Cold brew is often presented as a millennial invention, the way avocado toast and oat milk are. It isn't. People have been steeping coffee in cold water for at least four hundred years — and the technique that produced the smooth, chocolatey concentrate you buy at the café traces, at least in part, to 17th-century Kyoto, where Dutch traders picked up a method of dripping cold water through ground coffee and brought it back to Europe.[1] Japanese cafés today still serve it under the name Kyoto-style slow drip, often using glass towers that take eight hours per pot.
Cold brew vs iced coffee — they're not the same thing
This trips a lot of people up:
- Iced coffee = coffee brewed hot, then chilled or poured over ice. Bright, acidic, can taste thin when diluted.
- Cold brew = coffee brewed slowly at cold or room temperature for 12–24 hours. Sweet, low-acid, thicker body, very different flavor profile.
- Japanese "flash brew" iced coffee = brewed hot, but directly onto ice, so it chills instantly. Locks in aromatics. Some specialty drinkers prefer this to cold brew.
The chemistry of brewing slow and cold
Hot water is an aggressive solvent. It pulls everything out of a coffee bean — sugars, acids, oils, bitter compounds, and the chlorogenic acids that give coffee much of its perceived sourness. Cold water is much pickier. It extracts the sweet, soluble compounds and skips most of the heavier acids and bitter phenolics. The math: cold brew coffee typically measures two-thirds less titratable acidity than the same coffee brewed hot.[2]

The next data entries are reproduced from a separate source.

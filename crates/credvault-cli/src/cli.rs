//! CLI argument definitions for credvault.
//!
//! All `clap` structures live here so that `main.rs` stays focused on
//! dispatching subcommands.

use std::path::PathBuf;

use clap::{Parser, Subcommand};

/// credvault -- master-password credential vault.
#[derive(Parser)]
#[command(
    name = "credvault",
    version,
    about = "credvault -- master-password credential vault",
    long_about = "Stores username/password pairs encrypted under a key derived from a \
                  master password, one fresh salt per secret."
)]
pub struct Cli {
    /// Path to a TOML configuration file.
    #[arg(long, short, global = true, default_value = "config/credvault.toml")]
    pub config: PathBuf,

    /// Override the SQLite database path from the configuration.
    #[arg(long, global = true)]
    pub db: Option<PathBuf>,

    #[command(subcommand)]
    pub command: Commands,
}

#[derive(Subcommand)]
pub enum Commands {
    /// Encrypt and store a credential pair.
    Store {
        /// Login identifier to store (also selects the secret id).
        #[arg(long, short)]
        username: String,

        /// Password to store.
        #[arg(long, short)]
        password: String,

        /// Master password. Falls back to `CREDVAULT_MASTER_PASSWORD`.
        #[arg(long, short)]
        master_password: Option<String>,
    },

    /// Decrypt and print a stored credential pair as JSON.
    Retrieve {
        /// Login identifier to look up.
        #[arg(long, short)]
        username: String,

        /// Master password. Falls back to `CREDVAULT_MASTER_PASSWORD`.
        #[arg(long, short)]
        master_password: Option<String>,
    },

    /// Print the effective configuration as TOML.
    Config,
}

This is also why cold brew tastes "smoother" — it's not just colder. It's chemically a different drink, with a different balance of compounds. Caffeine, interestingly, extracts well at any temperature; cold brew concentrates tend to have more caffeine per serving than hot coffee because they're usually consumed undiluted or barely diluted.
The simplest possible recipe (immersion)
You don't need a special device. A clean 1-liter jar with a lid works perfectly.

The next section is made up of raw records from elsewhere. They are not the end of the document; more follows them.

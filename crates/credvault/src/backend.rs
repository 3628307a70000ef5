//! Backing-store abstraction.
//!
//! The vault only needs two operations from the store that holds its
//! envelopes: create-or-replace a flat string record under a key, and read it
//! back. [`SecretBackend`] captures exactly that contract so the vault can run
//! against SQLite ([`crate::sqlite::SqliteSecretBackend`]), memory
//! ([`MemorySecretBackend`]), or a remote managed secret store.
//!
//! Retry policy belongs to the backend implementation; the vault never retries.

use std::collections::BTreeMap;
use std::sync::Arc;

use async_trait::async_trait;
use dashmap::DashMap;

/// A flat, string-keyed record as persisted by a backend.
pub type SecretRecord = BTreeMap<String, String>;

/// Failures reported by a backing store.
#[derive(Debug, thiserror::Error)]
pub enum BackendError {
    /// The store could not be reached or refused the operation (network,
    /// permission, quota).
    #[error("backend unavailable: {0}")]
    Unavailable(String),

    /// SQLite error from `rusqlite`.
    #[error("database error: {0}")]
    Database(#[from] rusqlite::Error),

    /// A record could not be serialized for writing.
    #[error("serialization error: {0}")]
    Serialization(#[from] serde_json::Error),

    /// A stored record exists but is not a flat string map. Retrying will not
    /// help.
    #[error("stored record is corrupt: {0}")]
    Corrupt(String),

    /// A blocking task panicked or its mutex was poisoned.
    #[error("background task failed: {0}")]
    TaskJoin(String),
}

impl From<tokio::task::JoinError> for BackendError {
    fn from(err: tokio::task::JoinError) -> Self {
        Self::TaskJoin(err.to_string())
    }
}

/// Put/get-by-name storage for envelopes.
///
/// Implementations must make `put` atomic per key: a concurrent `get` sees
/// either the old record or the new one, never a mix.
#[async_trait]
pub trait SecretBackend: Send + Sync {
    /// Create or replace the record stored at `key`.
    async fn put(&self, key: &str, record: SecretRecord) -> Result<(), BackendError>;

    /// Read the record stored at `key`. `Ok(None)` means no such key.
    async fn get(&self, key: &str) -> Result<Option<SecretRecord>, BackendError>;
}

#[async_trait]
impl<B: SecretBackend + ?Sized> SecretBackend for Arc<B> {
    async fn put(&self, key: &str, record: SecretRecord) -> Result<(), BackendError> {
        (**self).put(key, record).await
    }

    async fn get(&self, key: &str) -> Result<Option<SecretRecord>, BackendError> {
        (**self).get(key).await
    }
}

// ---------------------------------------------------------------------------
// In-memory backend
// ---------------------------------------------------------------------------

/// Process-local backend backed by [`DashMap`].
///
/// Cheaply cloneable; clones share the same map.
#[derive(Debug, Clone, Default)]
pub struct MemorySecretBackend {
    records: Arc<DashMap<String, SecretRecord>>,
}

impl MemorySecretBackend {
    #[must_use]
    pub fn new() -> Self {
        Self::default()
    }

    /// Number of stored records.
    pub fn len(&self) -> usize {
        self.records.len()
    }

    pub fn is_empty(&self) -> bool {
        self.records.is_empty()
    }

    /// Synchronous read of a stored record, for inspection.
    pub fn record(&self, key: &str) -> Option<SecretRecord> {
        self.records.get(key).map(|entry| entry.value().clone())
    }

    /// Overwrite a stored record directly, bypassing the vault.
    pub fn insert_raw(&self, key: impl Into<String>, record: SecretRecord) {
        self.records.insert(key.into(), record);
    }
}

#[async_trait]
impl SecretBackend for MemorySecretBackend {
    async fn put(&self, key: &str, record: SecretRecord) -> Result<(), BackendError> {
        self.records.insert(key.to_string(), record);
        tracing::debug!(secret_id = key, "stored record in memory backend");
        Ok(())
    }

    async fn get(&self, key: &str) -> Result<Option<SecretRecord>, BackendError> {
        Ok(self.record(key))
    }
}
//! Password-based key derivation and authenticated encryption of short
//! strings, built on `ring`.
//!
//! - **Key derivation**: PBKDF2-HMAC-SHA256 turns a password and a 128-bit
//!   salt into a 256-bit [`DerivedKey`]. The same `(password, salt)` always
//!   yields the same key, which is what makes decryption possible.
//! - **Encryption**: AES-256-GCM with a random 96-bit nonce per call. The
//!   output is a single base64url token that carries everything needed to
//!   decrypt it except the key.
//! - **Key commitment**: every token embeds an HMAC-SHA256 commitment to the
//!   key. It is checked in constant time before the AEAD is opened, so a
//!   token only opens under the key that produced it.
//!
//! # Token layout
//!
//! ```text
//! base64url( [1 byte: version 0x01]
//!            [12 bytes: nonce]
//!            [32 bytes: key commitment]
//!            [remaining: AES-256-GCM ciphertext + 16-byte tag] )
//! ```
//!
//! The AES key and the commitment are two HMAC-SHA256 outputs of the derived
//! key under distinct labels, so the raw derived key is never used directly.

use std::fmt;
use std::num::NonZeroU32;

use base64::Engine as _;
use base64::engine::general_purpose::URL_SAFE;
use ring::aead::{
    self, Aad, BoundKey, NONCE_LEN, Nonce, NonceSequence, OpeningKey, SealingKey, UnboundKey,
};
use ring::hmac;
use ring::pbkdf2;
use ring::rand::{SecureRandom, SystemRandom};
use serde::{Deserialize, Serialize};
use zeroize::Zeroizing;

use crate::error::{Result, VaultError};

/// Length of the derived key in bytes.
pub const KEY_LEN: usize = 32;

/// Length of the PBKDF2 salt in bytes.
pub const SALT_LEN: usize = 16;

/// Length of the key commitment embedded in every token.
pub const COMMITMENT_LEN: usize = 32;

/// Length of the AES-256-GCM authentication tag.
pub const TAG_LEN: usize = 16;

/// Current token format version.
pub const TOKEN_VERSION: u8 = 0x01;

/// Smallest decoded token: version + nonce + commitment + tag (empty plaintext).
const MIN_TOKEN_LEN: usize = 1 + NONCE_LEN + COMMITMENT_LEN + TAG_LEN;

const ENC_LABEL: &[u8] = b"credvault/enc/v1";
const COMMIT_LABEL: &[u8] = b"credvault/commit/v1";

static PBKDF2_ALG: pbkdf2::Algorithm = pbkdf2::PBKDF2_HMAC_SHA256;
static AEAD_ALG: &aead::Algorithm = &aead::AES_256_GCM;

// ---------------------------------------------------------------------------
// Iterations
// ---------------------------------------------------------------------------

/// PBKDF2 iteration count, never below [`KdfIterations::MIN`].
#[derive(Debug, Clone, Copy, PartialEq, Eq, Serialize, Deserialize)]
#[serde(try_from = "u32", into = "u32")]
pub struct KdfIterations(NonZeroU32);

impl KdfIterations {
    /// Lowest accepted iteration count.
    pub const MIN: Self = Self(NonZeroU32::new(100_000).unwrap());

    /// OWASP (2023) recommendation for PBKDF2-HMAC-SHA256.
    pub const RECOMMENDED: Self = Self(NonZeroU32::new(600_000).unwrap());

    /// Returns `None` if `iterations` is below [`KdfIterations::MIN`].
    pub fn new(iterations: u32) -> Option<Self> {
        if iterations < Self::MIN.get() {
            return None;
        }
        NonZeroU32::new(iterations).map(Self)
    }

    pub fn get(self) -> u32 {
        self.0.get()
    }
}

impl Default for KdfIterations {
    fn default() -> Self {
        Self::RECOMMENDED
    }
}

impl TryFrom<u32> for KdfIterations {
    type Error = String;

    fn try_from(value: u32) -> std::result::Result<Self, Self::Error> {
        Self::new(value).ok_or_else(|| {
            format!(
                "kdf_iterations must be at least {}, got {value}",
                Self::MIN.get()
            )
        })
    }
}

impl From<KdfIterations> for u32 {
    fn from(value: KdfIterations) -> Self {
        value.get()
    }
}

// ---------------------------------------------------------------------------
// Derived key
// ---------------------------------------------------------------------------

/// A 256-bit key derived from a password and salt.
///
/// The bytes are wiped from memory when the key is dropped, and `Debug` never
/// prints them.
pub struct DerivedKey(Zeroizing<[u8; KEY_LEN]>);

impl DerivedKey {
    /// Raw key bytes. Only needed for comparisons in tests and diagnostics.
    pub fn as_bytes(&self) -> &[u8; KEY_LEN] {
        &self.0
    }

    fn hmac_key(&self) -> hmac::Key {
        hmac::Key::new(hmac::HMAC_SHA256, self.0.as_slice())
    }

    fn aead_key(&self) -> Result<UnboundKey> {
        let tag = hmac::sign(&self.hmac_key(), ENC_LABEL);
        UnboundKey::new(AEAD_ALG, tag.as_ref()).map_err(|_| VaultError::Encryption {
            reason: "failed to create AES-256-GCM key".into(),
        })
    }

    fn commitment(&self) -> hmac::Tag {
        hmac::sign(&self.hmac_key(), COMMIT_LABEL)
    }

    fn verify_commitment(&self, commitment: &[u8]) -> bool {
        hmac::verify(&self.hmac_key(), COMMIT_LABEL, commitment).is_ok()
    }
}

impl fmt::Debug for DerivedKey {
    fn fmt(&self, f: &mut fmt::Formatter<'_>) -> fmt::Result {
        f.write_str("DerivedKey(<redacted>)")
    }
}

// ---------------------------------------------------------------------------
// Nonce handling
// ---------------------------------------------------------------------------

/// A nonce sequence that yields exactly one nonce and then errors, so each
/// bound key is used for a single seal or open.
struct SingleNonce(Option<[u8; NONCE_LEN]>);

impl NonceSequence for SingleNonce {
    fn advance(&mut self) -> std::result::Result<Nonce, ring::error::Unspecified> {
        self.0
            .take()
            .map(Nonce::assume_unique_for_key)
            .ok_or(ring::error::Unspecified)
    }
}

// ---------------------------------------------------------------------------
// Key derivation
// ---------------------------------------------------------------------------

/// Generate a fresh random salt.
///
/// # Errors
///
/// Returns [`VaultError::KeyDerivation`] if the system CSPRNG fails.
pub fn generate_salt() -> Result<[u8; SALT_LEN]> {
    let mut salt = [0u8; SALT_LEN];
    SystemRandom::new()
        .fill(&mut salt)
        .map_err(|_| VaultError::KeyDerivation {
            reason: "failed to generate random salt".into(),
        })?;
    Ok(salt)
}

/// Derive a 256-bit key from `password` with PBKDF2-HMAC-SHA256.
///
/// When `salt` is `None` a fresh random salt is generated. The salt actually
/// used is returned alongside the key; callers must persist it to derive the
/// same key again.
///
/// # Errors
///
/// Returns [`VaultError::KeyDerivation`] only if salt generation fails.
pub fn derive_key(
    password: &str,
    salt: Option<[u8; SALT_LEN]>,
    iterations: KdfIterations,
) -> Result<(DerivedKey, [u8; SALT_LEN])> {
    let salt = match salt {
        Some(salt) => salt,
        None => generate_salt()?,
    };

    let mut key = Zeroizing::new([0u8; KEY_LEN]);
    pbkdf2::derive(PBKDF2_ALG, iterations.0, &salt, password.as_bytes(), &mut *key);

    tracing::debug!(iterations = iterations.get(), "derived key via PBKDF2");

    Ok((DerivedKey(key), salt))
}

// ---------------------------------------------------------------------------
// Encryption
// ---------------------------------------------------------------------------

/// Encrypt `plaintext` under `key` and return a base64url token.
///
/// Every call draws a new random nonce, so encrypting the same plaintext twice
/// produces different tokens.
///
/// # Errors
///
/// Returns [`VaultError::Encryption`] if nonce generation or sealing fails.
pub fn encrypt(plaintext: &str, key: &DerivedKey) -> Result<String> {
    let mut nonce = [0u8; NONCE_LEN];
    SystemRandom::new()
        .fill(&mut nonce)
        .map_err(|_| VaultError::Encryption {
            reason: "failed to generate random nonce".into(),
        })?;

    let mut sealing_key = SealingKey::new(key.aead_key()?, SingleNonce(Some(nonce)));

    let mut in_out = plaintext.as_bytes().to_vec();
    sealing_key
        .seal_in_place_append_tag(Aad::empty(), &mut in_out)
        .map_err(|_| VaultError::Encryption {
            reason: "seal_in_place failed".into(),
        })?;

    let commitment = key.commitment();
    let mut raw = Vec::with_capacity(1 + NONCE_LEN + COMMITMENT_LEN + in_out.len());
    raw.push(TOKEN_VERSION);
    raw.extend_from_slice(&nonce);
    raw.extend_from_slice(commitment.as_ref());
    raw.extend_from_slice(&in_out);

    tracing::trace!(
        plaintext_len = plaintext.len(),
        token_len = raw.len(),
        "encrypted data"
    );

    Ok(URL_SAFE.encode(raw))
}

/// Decrypt a token produced by [`encrypt`].
///
/// # Errors
///
/// - [`VaultError::Format`] if the token is not valid base64, is truncated,
///   has an unknown version, or decrypts to non-UTF-8 bytes.
/// - [`VaultError::Authentication`] if the key commitment or the GCM tag does
///   not verify under `key`.
pub fn decrypt(token: &str, key: &DerivedKey) -> Result<String> {
    let raw = URL_SAFE.decode(token).map_err(|e| VaultError::Format {
        reason: format!("token is not valid base64: {e}"),
    })?;

    if raw.len() < MIN_TOKEN_LEN {
        return Err(VaultError::Format {
            reason: format!(
                "token is {} bytes, expected at least {MIN_TOKEN_LEN}",
                raw.len()
            ),
        });
    }

    let (&version, rest) = raw.split_first().ok_or_else(|| VaultError::Format {
        reason: "empty token".into(),
    })?;
    if version != TOKEN_VERSION {
        return Err(VaultError::Format {
            reason: format!("unsupported token version {version:#04x}"),
        });
    }

    let (nonce_bytes, rest) = rest.split_at(NONCE_LEN);
    let (commitment, ciphertext) = rest.split_at(COMMITMENT_LEN);

    if !key.verify_commitment(commitment) {
        return Err(VaultError::Authentication);
    }

    let mut nonce = [0u8; NONCE_LEN];
    nonce.copy_from_slice(nonce_bytes);
    let mut opening_key = OpeningKey::new(key.aead_key()?, SingleNonce(Some(nonce)));

    let mut in_out = Zeroizing::new(ciphertext.to_vec());
    let plaintext = opening_key
        .open_in_place(Aad::empty(), in_out.as_mut_slice())
        .map_err(|_| VaultError::Authentication)?;

    tracing::trace!(
        token_len = raw.len(),
        plaintext_len = plaintext.len(),
        "decrypted data"
    );

    String::from_utf8(plaintext.to_vec()).map_err(|_| VaultError::Format {
        reason: "decrypted data is not valid UTF-8".into(),
    })
}

// ---------------------------------------------------------------------------
// Tests
// ---------------------------------------------------------------------------
#[tokio::test]
async fn backend_write_failure_propagates_without_retry() {
    let backend = Arc::new(FailingBackend::default());
    let vault = CredentialVault::with_config(Arc::clone(&backend), &fast_config()).unwrap();

    let err = vault.store_secret("alice", "p@ss1", "master1").await.unwrap_err();
    match err {
        VaultError::StoreWrite { secret_id, source } => {
            assert_eq!(secret_id, "vault-secret-alice");
            assert!(source.to_string().contains("quota exceeded"));
        }
        other => panic!("expected StoreWrite, got {other:?}"),
    }
    assert_eq!(backend.puts.load(Ordering::SeqCst), 1);
}

#[tokio::test]
async fn backend_read_failure_is_not_not_found() {
    let backend = Arc::new(FailingBackend::default());
    let vault = CredentialVault::with_config(Arc::clone(&backend), &fast_config()).unwrap();

    let err = vault.retrieve_secret("alice", "master1").await.unwrap_err();
    assert!(matches!(err, VaultError::StoreRead { .. }));
    assert!(!err.is_not_found());
    assert!(err.is_store_failure());
    assert_eq!(backend.gets.load(Ordering::SeqCst), 1);
}

// ═══════════════════════════════════════════════════════════════════════
//  Timeouts and cancellation
// ═══════════════════════════════════════════════════════════════════════

#[tokio::test]
async fn stalled_backend_times_out() {
    let config = fast_config().with_io_timeout_ms(50);
    let vault = CredentialVault::with_config(StalledBackend, &config).unwrap();

    let err = vault.retrieve_secret("alice", "master1").await.unwrap_err();
    assert!(matches!(
        err,
        VaultError::Timeout {
            operation: "retrieve",
            timeout_ms: 50
        }
    ));

    let err = vault.store_secret("alice", "p@ss1", "master1").await.unwrap_err();
    assert!(matches!(err, VaultError::Timeout { operation: "store", .. }));
}

#[tokio::test]
async fn cancellation_interrupts_stalled_read() {
    let vault = CredentialVault::with_config(StalledBackend, &fast_config()).unwrap();
    let cancel = CancellationToken::new();

    let trigger = cancel.clone();
    tokio::spawn(async move {
        tokio::time::sleep(Duration::from_millis(20)).await;
        trigger.cancel();
    });

    let err = vault.retrieve("alice", "master1", &cancel).await.unwrap_err();
    assert!(matches!(err, VaultError::Cancelled { operation: "retrieve" }));
}

#[tokio::test]
async fn cancellation_during_derivation_skips_the_write() {
    let iterations = KdfIterations::new(1_000_000).unwrap();
    let config = VaultConfig::default().with_kdf_iterations(iterations);
    let backend = Arc::new(CountingBackend::default());
    let vault = CredentialVault::with_config(Arc::clone(&backend), &config).unwrap();
    let cancel = CancellationToken::new();

    let trigger = cancel.clone();
    tokio::spawn(async move {
        tokio::time::sleep(Duration::from_millis(5)).await;
        trigger.cancel();
    });

    let err = vault
        .store("alice", "p@ss1", "master1", &cancel)
        .await
        .unwrap_err();
    assert!(matches!(err, VaultError::Cancelled { operation: "store" }));
    assert_eq!(backend.puts.load(Ordering::SeqCst), 0);
    assert!(backend.inner.is_empty());
}

#[tokio::test]
async fn cancellation_after_write_issued_reports_success() {
    let cancel = CancellationToken::new();
    let backend = Arc::new(CountingBackend {
        cancel_during_put: Some(cancel.clone()),
        ..CountingBackend::default()
    });
    let vault = CredentialVault::with_config(Arc::clone(&backend), &fast_config()).unwrap();

    let id = vault
        .store("alice", "p@ss1", "master1", &cancel)
        .await
        .unwrap();
    assert_eq!(id.as_str(), "vault-secret-alice");
    assert!(cancel.is_cancelled());
    assert_eq!(backend.puts.load(Ordering::SeqCst), 1);

    let (_, password) = vault.retrieve_secret("alice", "master1").await.unwrap();
    assert_eq!(password, "p@ss1");
}

#[tokio::test]
async fn concurrent_operations_do_not_interfere() {
    let vault = Arc::new(memory_vault());

    let mut handles = Vec::new();
    for i in 0..8 {
        let vault = Arc::clone(&vault);
        handles.push(tokio::spawn(async move {
            let user = format!("user{i}");
            let pass = format!("pass{i}");
            let master = format!("master{i}");
            vault.store_secret(&user, &pass, &master).await.unwrap();
            let (_, got) = vault.retrieve_secret(&user, &master).await.unwrap();
            assert_eq!(got, pass);
        }));
    }
    for handle in handles {
        handle.await.unwrap();
    }
    assert_eq!(vault.backend().len(), 8);
}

- Coffee: 100 g, ground coarse (think breadcrumbs).
- Water: 800 g, cold or room-temperature filtered.
- Ratio: 1:8 — strong, intended as a concentrate.
- Combine grounds and water in the jar. Stir gently to wet all the coffee.

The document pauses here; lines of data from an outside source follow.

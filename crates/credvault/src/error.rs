//! Vault error types.
//!
//! Every public API in this crate returns [`VaultError`]. The variants are
//! split so that callers can tell "wrong master password" apart from "no such
//! secret" apart from "storage unavailable" without inspecting strings.
//!
//! None of the variants ever carry plaintext, derived keys, or passwords.

use crate::backend::BackendError;

/// Unified error type for the credential vault.
#[derive(Debug, thiserror::Error)]
pub enum VaultError {
    // -- Crypto errors ------------------------------------------------------
    /// Key derivation failed (the system entropy source was unavailable).
    #[error("key derivation failed: {reason}")]
    KeyDerivation { reason: String },

    /// Encryption failed inside the AEAD primitive.
    #[error("encryption failed: {reason}")]
    Encryption { reason: String },

    /// A ciphertext token or stored envelope is malformed.
    #[error("malformed data: {reason}")]
    Format { reason: String },

    /// A ciphertext did not authenticate under the supplied key (wrong key or
    /// tampered data).
    #[error("authentication failed: wrong key or tampered ciphertext")]
    Authentication,

    // -- Vault errors -------------------------------------------------------
    /// The master password did not open the envelope stored at `secret_id`.
    #[error("invalid master password for secret {secret_id}")]
    InvalidMasterPassword { secret_id: String },

    /// No envelope is stored at `secret_id`.
    #[error("secret not found: {secret_id}")]
    SecretNotFound { secret_id: String },

    /// A caller-supplied argument was rejected before any work was done.
    #[error("invalid input: {reason}")]
    InvalidInput { reason: String },

    // -- Backing store errors -----------------------------------------------
    /// Writing the envelope to the backing store failed.
    #[error("failed to write secret {secret_id}")]
    StoreWrite {
        secret_id: String,
        #[source]
        source: BackendError,
    },

    /// Reading the envelope from the backing store failed.
    #[error("failed to read secret {secret_id}")]
    StoreRead {
        secret_id: String,
        #[source]
        source: BackendError,
    },

    /// A backing-store call exceeded the configured I/O timeout. For a write,
    /// whether the record landed is unknown.
    #[error("{operation} timed out after {timeout_ms} ms")]
    Timeout {
        operation: &'static str,
        timeout_ms: u64,
    },

    /// The caller cancelled the operation before it completed. A cancelled
    /// store never issued its write.
    #[error("{operation} cancelled")]
    Cancelled { operation: &'static str },

    // -- Ambient errors -----------------------------------------------------
    /// Configuration could not be loaded or failed validation.
    #[error("invalid configuration: {reason}")]
    Config { reason: String },

    /// I/O error from the filesystem (config files, etc.).
    #[error("io error: {0}")]
    Io(#[from] std::io::Error),

    /// A blocking task panicked or was aborted.
    #[error("background task failed: {0}")]
    TaskJoin(String),
}

impl VaultError {
    /// `true` if no envelope exists for the requested secret.
    pub fn is_not_found(&self) -> bool {
        matches!(self, Self::SecretNotFound { .. })
    }

    /// `true` if the failure was caused by a wrong key or master password.
    pub fn is_auth_failure(&self) -> bool {
        matches!(
            self,
            Self::Authentication | Self::InvalidMasterPassword { .. }
        )
    }

    /// `true` if the backing store failed or did not answer in time.
    pub fn is_store_failure(&self) -> bool {
        matches!(
            self,
            Self::StoreWrite { .. } | Self::StoreRead { .. } | Self::Timeout { .. }
        )
    }
}

impl From<tokio::task::JoinError> for VaultError {
    fn from(err: tokio::task::JoinError) -> Self {
        Self::TaskJoin(err.to_string())
    }
}

/// Convenience alias used throughout the vault crate.
pub type Result<T> = std::result::Result<T, VaultError>;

- Cover. Leave on the counter for 14–18 hours, or in the fridge for 18–24 hours.
- Strain through a fine mesh sieve, then through a paper filter (or a clean tea towel) for clarity.
- Bottle the concentrate. It keeps in the fridge for up to two weeks.
- To serve: dilute 1:1 with cold water or milk over ice. Adjust to taste.
What kind of coffee works best?
Counterintuitively, naturally processed or pulped-natural coffees shine in cold brew because their fruity, fermented notes survive the long cool extraction. Washed Latin American coffees with chocolate-and-nut profiles also work beautifully. Avoid very light, delicate, jasmine-forward coffees — cold brew dulls their best feature.
Roast level matters less than you'd think. Medium and medium-dark both work. Dark roasts can taste muddy and ashy after long extraction.
A note on safety
Coffee is mildly acidic and inhibits most spoilage organisms, but cold brew sitting at room temperature for more than 24 hours isn't risk-free. Stick to 18 hours and refrigerate after. Cold brew concentrate keeps a clean, bright flavor for about a week and is drinkable for two; after that, oxidation starts to flatten it.
A unique fact to take with you
Cold brew became a global commercial category almost by accident. Stumptown Coffee Roasters in Portland started bottling small batches in 2011, mostly as a novelty for wholesale accounts. By 2017, the cold brew segment in the US alone had grown into a category worth more than USD 38 billion in retail sales across all coffee-shop and bottled formats — driven almost entirely by people who'd never heard of Kyoto slow-drip.[3]
References
- "Kyoto-Style Coffee: The 400-Year History of Slow Drip." Perfect Daily Grind, 2019. perfectdailygrind.com
- Rao, N. Z., & Fuller, M. "Acidity and Antioxidant Activity of Cold Brew Coffee." Scientific Reports, 2018; 8: 16030. nature.com
- "Cold Brew Coffee Market — Global Industry Analysis." Allied Market Research, 2021. alliedmarketresearch.com
- Hoffmann, James. The World Atlas of Coffee, 2nd ed. Mitchell Beazley, 2018, p. 122–124.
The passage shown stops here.